気がついてなかったけれど、そうかも
「優真ういっちょ! 闇DEリング作りたいって、すごく髪の毛が長い女の子に頼まれたんだけど」
昼休みの終わり、隣のクラスのミスド部の佐藤祐子がきて、自分の短い髪の毛を上でふたつに縛って俺を見た。
「すんごく髪の毛が長い……こう、三つ編み?」
「そそ。びっくりした。数秒前まで誰もいなかったのに横みたら髪の毛カーテン立ってて。絶対オバケだと思った」
「田見さんだ」
「髪の毛の隙間からこっちみてて。呪いのビデオみたいで」
「田見さんだ」
「闇DEリングを作りたいんですけどっ……って、震える手で机にメモ置いて去って行った。ほら」
「田見さんだ」
俺は田見さんだと三回も言ってしまった。
今日田見さんは「やることがあるので、お昼の作業できませんっ!!」と食べるだけ食べて消えていった。

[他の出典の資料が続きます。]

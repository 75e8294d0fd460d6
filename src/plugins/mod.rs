//! Standard plugins shipped with the engine.

mod inline_input;
mod null_output;
mod remove_columns;
mod rename;


pub use inline_input::InlineInputPlugin;
pub use null_output::NullOutputPlugin;
pub use remove_columns::RemoveColumnsFilterPlugin;
pub use rename::RenameFilterPlugin;
use std::fmt;

use super::{Buffer, BufferAllocator, PAGE_HEADER_SIZE, PageError};

/// One self-contained batch of records plus its string dictionary.
///
/// Only `PageBuilder` mutates a page; once handed to a sink it is read-only.
/// The backing buffer goes back to its allocator when the page is dropped.
pub struct Page {
    buffer: Buffer,
    length: usize,
    record_count: usize,
}

impl Page {
    pub(super) fn new(buffer: Buffer) -> Self {
        Self {
            buffer,
            length: 0,
            record_count: 0,
        }
    }

    /// Wraps encoded page bytes produced elsewhere.
    pub fn from_bytes(bytes: Vec<u8>) -> Result<Self, PageError> {
        if bytes.len() < PAGE_HEADER_SIZE {
            return Err(PageError::Corrupt(format!(
                "page of {} bytes is shorter than its header",
                bytes.len()
            )));
        }
        let length = bytes.len();
        let mut page = Self {
            buffer: Buffer::detached(bytes),
            length,
            record_count: 0,
        };
        page.record_count = page.read_u32(0)? as usize;
        Ok(page)
    }

    pub fn record_count(&self) -> usize {
        self.record_count
    }

    /// Encoded length in bytes.
    pub fn len(&self) -> usize {
        self.length
    }

    pub fn is_empty(&self) -> bool {
        self.record_count == 0
    }

    pub fn capacity(&self) -> usize {
        self.buffer.capacity()
    }

    pub fn as_bytes(&self) -> &[u8] {
        &self.buffer.as_slice()[..self.length]
    }

    pub fn to_vec(&self) -> Vec<u8> {
        self.as_bytes().to_vec()
    }

    pub(super) fn seal(&mut self, length: usize, record_count: usize) {
        self.put_u32(0, record_count as u32);
        self.length = length;
        self.record_count = record_count;
    }

    /// Moves the first `used` bytes into a larger buffer from `allocator`.
    pub(super) fn grow(
        &mut self,
        allocator: &dyn BufferAllocator,
        used: usize,
        min_capacity: usize,
    ) -> Result<(), PageError> {
        let mut bigger = allocator.allocate(min_capacity)?;
        bigger.as_mut_slice()[..used].copy_from_slice(&self.buffer.as_slice()[..used]);
        self.buffer = bigger;
        Ok(())
    }

    // Slot writers. Indexing panics on an out-of-range offset instead of
    // writing past the record.

    pub(super) fn put_u8(&mut self, offset: usize, value: u8) {
        self.buffer.as_mut_slice()[offset] = value;
    }

    pub(super) fn put_u32(&mut self, offset: usize, value: u32) {
        self.put_bytes(offset, &value.to_le_bytes());
    }

    pub(super) fn put_i64(&mut self, offset: usize, value: i64) {
        self.put_bytes(offset, &value.to_le_bytes());
    }

    pub(super) fn put_f64(&mut self, offset: usize, value: f64) {
        self.put_bytes(offset, &value.to_le_bytes());
    }

    pub(super) fn put_bytes(&mut self, offset: usize, bytes: &[u8]) {
        self.buffer.as_mut_slice()[offset..offset + bytes.len()].copy_from_slice(bytes);
    }

    // Checked readers over the encoded prefix.

    pub(super) fn read_bytes(&self, offset: usize, len: usize) -> Result<&[u8], PageError> {
        offset
            .checked_add(len)
            .and_then(|end| self.as_bytes().get(offset..end))
            .ok_or_else(|| {
                PageError::Corrupt(format!(
                    "read of {len} bytes at offset {offset} exceeds page length {}",
                    self.length
                ))
            })
    }

    pub(super) fn read_array<const N: usize>(&self, offset: usize) -> Result<[u8; N], PageError> {
        let mut out = [0u8; N];
        out.copy_from_slice(self.read_bytes(offset, N)?);
        Ok(out)
    }

    pub(super) fn read_u32(&self, offset: usize) -> Result<u32, PageError> {
        self.read_array::<4>(offset).map(u32::from_le_bytes)
    }
}

impl fmt::Debug for Page {
    fn fmt(&self, f: &mut fmt::Formatter<'_>) -> fmt::Result {
        f.debug_struct("Page")
            .field("record_count", &self.record_count)
            .field("length", &self.length)
            .field("capacity", &self.buffer.capacity())
            .finish()
    }
}
use thiserror::Error;

use crate::engine::page::PageError;
use crate::engine::types::TypeError;
use crate::shared::config::ConfigError;

#[derive(Debug, Error)]
pub enum PluginError {
    #[error("Configuration error: {0}")]
    Config(#[from] ConfigError),

    #[error("Data error: {0}")]
    Data(String),

    /// The page channel of this partition was torn down underneath the plugin.
    #[error("Page channel closed")]
    ChannelClosed,

    #[error("Plugin '{0}' does not support resuming")]
    ResumeUnsupported(String),

    #[error("Page error: {0}")]
    Page(#[from] PageError),

    #[error("Type error: {0}")]
    Type(#[from] TypeError),

    #[error("JSON error: {0}")]
    Json(#[from] serde_json::Error),

    #[error(transparent)]
    Other(#[from] anyhow::Error),
}

impl PluginError {
    pub fn config<S: Into<String>>(message: S) -> Self {
        PluginError::Config(ConfigError::Message(message.into()))
    }

    pub fn data<S: Into<String>>(message: S) -> Self {
        PluginError::Data(message.into())
    }

    /// Teardown side effect of a failure elsewhere rather than a cause.
    pub fn is_channel_closed(&self) -> bool {
        matches!(self, PluginError::ChannelClosed)
    }
}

結果俺は明日海に延々と兄貴の話を聞かされたんだけど?
やることってなんだろう……と思ったけれど、このムーブをしたかったようだ。
佐藤は俺の横の席に座り、
「昨日ちょうど抹茶のポンデリング作ってたから材料まだあるよ。作る?」
「別に良いけど……なんでだろ」
「あのっ……すいませんっ……昨日から良い匂いがしてて、食べたくなって、しまいました!」
俺と佐藤が話していると横に田見さんが立っていて早口小声で話した。
なるほど。別に全然良いけど、突然どうしたんだろう。
俺は明日海も誘って放課後ミスド部で、ポンデリング……いやうちの学校では闇DEリングと呼ばれている……を作ることにした。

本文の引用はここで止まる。